### WHAT IS NEEDED
Hunt through the lines below for the string "capacity" and copy each one that has it.

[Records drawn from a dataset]
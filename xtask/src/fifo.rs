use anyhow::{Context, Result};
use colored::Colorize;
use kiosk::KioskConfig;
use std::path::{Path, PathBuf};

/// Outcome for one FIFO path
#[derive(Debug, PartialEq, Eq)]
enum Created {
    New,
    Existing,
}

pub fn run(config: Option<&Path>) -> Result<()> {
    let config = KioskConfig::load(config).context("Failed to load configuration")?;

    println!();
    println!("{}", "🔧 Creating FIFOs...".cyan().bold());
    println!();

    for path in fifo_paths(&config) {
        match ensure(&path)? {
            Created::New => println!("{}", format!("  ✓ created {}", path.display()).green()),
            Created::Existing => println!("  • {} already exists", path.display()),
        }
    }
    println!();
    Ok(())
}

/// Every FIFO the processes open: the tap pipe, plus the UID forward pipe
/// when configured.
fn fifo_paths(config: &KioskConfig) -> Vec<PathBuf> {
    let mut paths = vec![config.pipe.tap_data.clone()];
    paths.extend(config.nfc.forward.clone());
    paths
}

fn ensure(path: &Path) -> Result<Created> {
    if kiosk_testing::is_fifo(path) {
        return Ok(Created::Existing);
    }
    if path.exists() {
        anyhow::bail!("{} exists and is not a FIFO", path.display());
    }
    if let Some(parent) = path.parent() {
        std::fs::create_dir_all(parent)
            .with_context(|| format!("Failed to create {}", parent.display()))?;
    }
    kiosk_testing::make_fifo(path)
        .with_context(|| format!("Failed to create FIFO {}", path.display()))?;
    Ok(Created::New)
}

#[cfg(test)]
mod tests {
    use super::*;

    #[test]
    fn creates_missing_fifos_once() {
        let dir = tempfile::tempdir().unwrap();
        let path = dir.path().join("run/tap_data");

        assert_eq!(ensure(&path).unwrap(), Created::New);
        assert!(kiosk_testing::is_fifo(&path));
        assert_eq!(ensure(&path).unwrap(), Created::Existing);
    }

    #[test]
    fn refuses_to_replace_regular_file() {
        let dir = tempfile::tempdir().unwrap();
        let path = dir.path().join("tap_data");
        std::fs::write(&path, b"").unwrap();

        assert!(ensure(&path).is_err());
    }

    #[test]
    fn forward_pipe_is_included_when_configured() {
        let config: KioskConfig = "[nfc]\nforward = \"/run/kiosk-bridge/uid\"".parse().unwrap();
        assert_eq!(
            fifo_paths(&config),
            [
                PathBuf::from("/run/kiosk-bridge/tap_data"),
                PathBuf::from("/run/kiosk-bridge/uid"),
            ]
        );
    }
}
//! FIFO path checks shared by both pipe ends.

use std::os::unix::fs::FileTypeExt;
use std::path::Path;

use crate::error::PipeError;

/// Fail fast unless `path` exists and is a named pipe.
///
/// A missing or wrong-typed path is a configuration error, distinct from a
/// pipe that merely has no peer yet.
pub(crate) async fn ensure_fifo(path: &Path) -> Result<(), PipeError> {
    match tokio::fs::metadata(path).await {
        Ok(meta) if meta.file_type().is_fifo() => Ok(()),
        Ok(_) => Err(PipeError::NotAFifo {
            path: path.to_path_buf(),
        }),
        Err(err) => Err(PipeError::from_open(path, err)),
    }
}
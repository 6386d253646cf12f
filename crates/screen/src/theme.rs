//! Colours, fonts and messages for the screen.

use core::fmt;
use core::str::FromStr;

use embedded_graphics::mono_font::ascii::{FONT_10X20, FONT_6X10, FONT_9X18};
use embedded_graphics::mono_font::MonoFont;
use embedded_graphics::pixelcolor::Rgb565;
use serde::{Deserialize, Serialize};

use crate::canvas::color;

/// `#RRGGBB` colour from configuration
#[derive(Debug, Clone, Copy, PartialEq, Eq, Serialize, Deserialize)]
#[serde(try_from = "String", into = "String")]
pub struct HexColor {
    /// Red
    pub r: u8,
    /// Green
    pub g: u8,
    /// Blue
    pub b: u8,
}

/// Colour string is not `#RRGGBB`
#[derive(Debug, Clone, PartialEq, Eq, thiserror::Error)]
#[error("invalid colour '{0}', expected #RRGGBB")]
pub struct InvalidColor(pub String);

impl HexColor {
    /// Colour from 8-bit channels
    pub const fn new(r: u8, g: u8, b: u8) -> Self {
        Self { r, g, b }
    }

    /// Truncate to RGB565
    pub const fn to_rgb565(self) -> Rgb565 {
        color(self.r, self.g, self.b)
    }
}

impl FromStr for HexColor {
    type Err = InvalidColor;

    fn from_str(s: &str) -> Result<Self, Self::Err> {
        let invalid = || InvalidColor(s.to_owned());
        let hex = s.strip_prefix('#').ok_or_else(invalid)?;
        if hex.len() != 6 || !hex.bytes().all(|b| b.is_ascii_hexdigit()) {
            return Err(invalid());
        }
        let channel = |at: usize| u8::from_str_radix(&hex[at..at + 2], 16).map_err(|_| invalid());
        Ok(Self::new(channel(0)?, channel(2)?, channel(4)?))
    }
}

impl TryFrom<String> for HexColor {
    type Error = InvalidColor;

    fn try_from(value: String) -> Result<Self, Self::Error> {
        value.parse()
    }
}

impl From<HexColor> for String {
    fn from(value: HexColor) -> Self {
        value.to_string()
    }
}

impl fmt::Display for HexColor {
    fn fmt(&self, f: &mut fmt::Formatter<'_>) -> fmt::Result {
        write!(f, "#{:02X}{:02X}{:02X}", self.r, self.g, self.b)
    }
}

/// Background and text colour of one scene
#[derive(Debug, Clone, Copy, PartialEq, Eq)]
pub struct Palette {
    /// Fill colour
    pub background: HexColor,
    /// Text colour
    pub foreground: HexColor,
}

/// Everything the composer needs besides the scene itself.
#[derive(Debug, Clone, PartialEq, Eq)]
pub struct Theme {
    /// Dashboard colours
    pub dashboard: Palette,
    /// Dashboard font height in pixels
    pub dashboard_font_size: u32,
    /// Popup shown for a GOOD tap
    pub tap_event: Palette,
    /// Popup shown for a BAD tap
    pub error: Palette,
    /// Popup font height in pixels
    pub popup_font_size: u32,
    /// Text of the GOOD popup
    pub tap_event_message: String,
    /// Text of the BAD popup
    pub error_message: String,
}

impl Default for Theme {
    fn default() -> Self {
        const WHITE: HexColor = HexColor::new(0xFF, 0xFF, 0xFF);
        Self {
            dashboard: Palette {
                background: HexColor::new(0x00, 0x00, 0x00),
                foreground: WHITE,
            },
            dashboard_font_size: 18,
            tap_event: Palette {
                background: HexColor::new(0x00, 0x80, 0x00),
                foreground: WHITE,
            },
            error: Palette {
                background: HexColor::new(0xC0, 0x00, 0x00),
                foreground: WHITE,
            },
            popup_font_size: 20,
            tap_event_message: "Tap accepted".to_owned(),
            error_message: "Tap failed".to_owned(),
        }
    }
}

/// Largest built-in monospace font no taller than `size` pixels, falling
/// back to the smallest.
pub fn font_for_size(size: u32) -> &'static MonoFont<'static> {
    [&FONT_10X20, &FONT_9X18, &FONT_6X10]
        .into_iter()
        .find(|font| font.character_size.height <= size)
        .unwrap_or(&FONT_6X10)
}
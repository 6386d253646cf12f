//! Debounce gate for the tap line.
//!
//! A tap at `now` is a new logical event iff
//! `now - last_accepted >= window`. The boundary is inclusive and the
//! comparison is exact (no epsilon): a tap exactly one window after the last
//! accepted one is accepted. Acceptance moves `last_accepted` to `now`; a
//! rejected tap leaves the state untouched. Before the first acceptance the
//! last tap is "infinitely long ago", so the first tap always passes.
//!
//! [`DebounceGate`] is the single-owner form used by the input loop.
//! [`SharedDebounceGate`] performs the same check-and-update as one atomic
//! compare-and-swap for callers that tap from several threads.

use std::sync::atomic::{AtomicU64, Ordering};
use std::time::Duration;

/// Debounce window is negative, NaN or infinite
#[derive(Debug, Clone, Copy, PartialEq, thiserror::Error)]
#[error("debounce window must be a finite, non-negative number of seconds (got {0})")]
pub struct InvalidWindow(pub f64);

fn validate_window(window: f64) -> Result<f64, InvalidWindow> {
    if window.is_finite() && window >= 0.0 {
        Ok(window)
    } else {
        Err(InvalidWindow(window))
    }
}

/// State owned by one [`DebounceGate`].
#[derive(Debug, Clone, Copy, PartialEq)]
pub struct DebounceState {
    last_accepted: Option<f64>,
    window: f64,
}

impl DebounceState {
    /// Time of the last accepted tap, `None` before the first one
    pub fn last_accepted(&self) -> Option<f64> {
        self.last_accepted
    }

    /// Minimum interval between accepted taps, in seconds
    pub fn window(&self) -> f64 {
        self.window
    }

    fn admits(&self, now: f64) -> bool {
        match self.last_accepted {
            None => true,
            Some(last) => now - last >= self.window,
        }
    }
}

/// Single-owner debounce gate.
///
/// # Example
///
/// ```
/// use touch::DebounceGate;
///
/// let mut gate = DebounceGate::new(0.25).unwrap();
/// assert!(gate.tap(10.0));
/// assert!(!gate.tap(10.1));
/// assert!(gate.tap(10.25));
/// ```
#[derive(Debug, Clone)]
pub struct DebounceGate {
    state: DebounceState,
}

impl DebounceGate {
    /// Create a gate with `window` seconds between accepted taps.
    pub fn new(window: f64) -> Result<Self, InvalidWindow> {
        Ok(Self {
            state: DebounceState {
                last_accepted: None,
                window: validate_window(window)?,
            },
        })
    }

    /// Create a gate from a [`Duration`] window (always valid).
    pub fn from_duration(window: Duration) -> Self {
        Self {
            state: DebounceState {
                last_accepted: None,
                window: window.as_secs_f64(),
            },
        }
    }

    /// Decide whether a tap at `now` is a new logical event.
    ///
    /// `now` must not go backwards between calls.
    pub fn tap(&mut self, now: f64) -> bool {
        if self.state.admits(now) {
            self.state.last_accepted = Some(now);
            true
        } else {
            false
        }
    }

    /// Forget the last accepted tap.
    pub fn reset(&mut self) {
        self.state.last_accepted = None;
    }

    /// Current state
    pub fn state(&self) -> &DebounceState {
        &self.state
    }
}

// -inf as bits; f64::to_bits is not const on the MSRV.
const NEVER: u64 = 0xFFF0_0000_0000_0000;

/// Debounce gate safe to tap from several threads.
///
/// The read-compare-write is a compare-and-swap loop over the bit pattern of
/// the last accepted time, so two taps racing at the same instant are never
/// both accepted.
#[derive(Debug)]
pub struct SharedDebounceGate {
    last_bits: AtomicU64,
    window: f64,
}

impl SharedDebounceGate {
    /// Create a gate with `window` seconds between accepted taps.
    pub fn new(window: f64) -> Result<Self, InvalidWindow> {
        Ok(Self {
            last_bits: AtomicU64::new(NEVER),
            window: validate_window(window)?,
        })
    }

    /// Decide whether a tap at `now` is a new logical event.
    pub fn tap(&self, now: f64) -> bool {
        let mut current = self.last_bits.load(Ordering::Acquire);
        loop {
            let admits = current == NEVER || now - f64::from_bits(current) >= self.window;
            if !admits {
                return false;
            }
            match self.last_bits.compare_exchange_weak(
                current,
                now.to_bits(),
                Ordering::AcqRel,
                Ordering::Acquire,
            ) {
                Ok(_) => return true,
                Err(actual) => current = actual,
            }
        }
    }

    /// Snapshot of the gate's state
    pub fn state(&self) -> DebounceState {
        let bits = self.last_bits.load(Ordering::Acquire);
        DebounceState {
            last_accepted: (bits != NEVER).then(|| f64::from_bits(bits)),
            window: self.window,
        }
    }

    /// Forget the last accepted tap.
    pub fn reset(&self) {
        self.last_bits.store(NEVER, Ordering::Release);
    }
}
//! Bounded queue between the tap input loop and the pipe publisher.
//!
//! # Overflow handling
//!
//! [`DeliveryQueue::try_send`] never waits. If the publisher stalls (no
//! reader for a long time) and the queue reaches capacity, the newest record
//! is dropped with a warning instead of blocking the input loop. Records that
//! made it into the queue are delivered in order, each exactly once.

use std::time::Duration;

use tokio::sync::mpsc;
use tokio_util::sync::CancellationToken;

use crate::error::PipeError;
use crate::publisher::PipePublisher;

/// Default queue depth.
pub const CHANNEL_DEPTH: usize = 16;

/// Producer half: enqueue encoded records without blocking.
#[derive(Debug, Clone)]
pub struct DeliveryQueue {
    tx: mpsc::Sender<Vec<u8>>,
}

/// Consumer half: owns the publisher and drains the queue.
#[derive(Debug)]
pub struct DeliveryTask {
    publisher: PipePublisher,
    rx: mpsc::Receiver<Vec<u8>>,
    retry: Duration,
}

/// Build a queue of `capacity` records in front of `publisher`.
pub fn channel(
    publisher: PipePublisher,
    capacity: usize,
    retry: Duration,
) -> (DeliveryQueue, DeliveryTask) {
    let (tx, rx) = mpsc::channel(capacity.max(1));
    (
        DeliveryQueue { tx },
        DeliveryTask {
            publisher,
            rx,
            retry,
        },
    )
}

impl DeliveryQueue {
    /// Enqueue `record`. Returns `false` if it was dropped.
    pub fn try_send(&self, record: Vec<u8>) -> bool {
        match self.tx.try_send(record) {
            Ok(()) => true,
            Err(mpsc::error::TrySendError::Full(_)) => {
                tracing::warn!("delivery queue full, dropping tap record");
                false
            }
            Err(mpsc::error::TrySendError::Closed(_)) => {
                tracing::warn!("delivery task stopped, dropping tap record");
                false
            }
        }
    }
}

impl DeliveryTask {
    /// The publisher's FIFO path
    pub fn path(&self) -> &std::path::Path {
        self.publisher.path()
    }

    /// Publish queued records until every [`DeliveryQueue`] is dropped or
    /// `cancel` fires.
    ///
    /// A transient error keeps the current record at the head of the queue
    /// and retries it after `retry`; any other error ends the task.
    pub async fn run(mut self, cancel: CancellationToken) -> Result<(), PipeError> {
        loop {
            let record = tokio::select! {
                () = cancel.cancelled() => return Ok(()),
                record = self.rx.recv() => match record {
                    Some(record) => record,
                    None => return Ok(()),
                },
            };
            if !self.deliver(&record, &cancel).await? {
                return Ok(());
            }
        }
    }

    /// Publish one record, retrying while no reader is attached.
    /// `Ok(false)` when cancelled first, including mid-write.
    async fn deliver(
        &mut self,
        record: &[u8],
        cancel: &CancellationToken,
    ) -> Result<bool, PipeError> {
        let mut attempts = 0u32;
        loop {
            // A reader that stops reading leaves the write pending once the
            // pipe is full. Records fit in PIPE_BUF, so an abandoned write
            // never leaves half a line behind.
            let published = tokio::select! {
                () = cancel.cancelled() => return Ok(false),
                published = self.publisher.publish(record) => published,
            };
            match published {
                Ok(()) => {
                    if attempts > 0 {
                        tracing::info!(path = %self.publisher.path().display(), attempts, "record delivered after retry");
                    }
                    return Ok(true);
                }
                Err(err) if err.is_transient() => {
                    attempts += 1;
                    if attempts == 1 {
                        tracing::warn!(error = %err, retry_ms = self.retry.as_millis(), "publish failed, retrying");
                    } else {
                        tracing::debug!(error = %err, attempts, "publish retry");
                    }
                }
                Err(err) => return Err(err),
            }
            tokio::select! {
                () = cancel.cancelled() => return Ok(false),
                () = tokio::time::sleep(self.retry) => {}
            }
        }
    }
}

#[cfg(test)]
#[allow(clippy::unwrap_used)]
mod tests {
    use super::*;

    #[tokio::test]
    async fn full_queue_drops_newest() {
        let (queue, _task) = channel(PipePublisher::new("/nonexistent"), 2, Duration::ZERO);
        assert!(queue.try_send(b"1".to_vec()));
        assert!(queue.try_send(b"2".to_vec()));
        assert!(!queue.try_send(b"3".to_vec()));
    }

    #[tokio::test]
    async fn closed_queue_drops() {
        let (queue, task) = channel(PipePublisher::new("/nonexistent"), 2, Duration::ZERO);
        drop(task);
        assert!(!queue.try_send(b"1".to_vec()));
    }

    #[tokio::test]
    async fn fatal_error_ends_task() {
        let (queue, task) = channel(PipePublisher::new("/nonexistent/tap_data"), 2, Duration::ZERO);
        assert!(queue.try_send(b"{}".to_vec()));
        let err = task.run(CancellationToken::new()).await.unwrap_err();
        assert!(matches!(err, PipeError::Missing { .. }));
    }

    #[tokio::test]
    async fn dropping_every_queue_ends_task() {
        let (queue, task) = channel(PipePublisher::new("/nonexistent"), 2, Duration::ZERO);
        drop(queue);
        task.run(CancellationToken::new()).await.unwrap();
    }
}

### ANSWER TO THE PROBLEM
//! reader for a long time) and the queue reaches capacity, the newest record
/// Build a queue of `capacity` records in front of `publisher`.
    capacity: usize,
    let (tx, rx) = mpsc::channel(capacity.max(1));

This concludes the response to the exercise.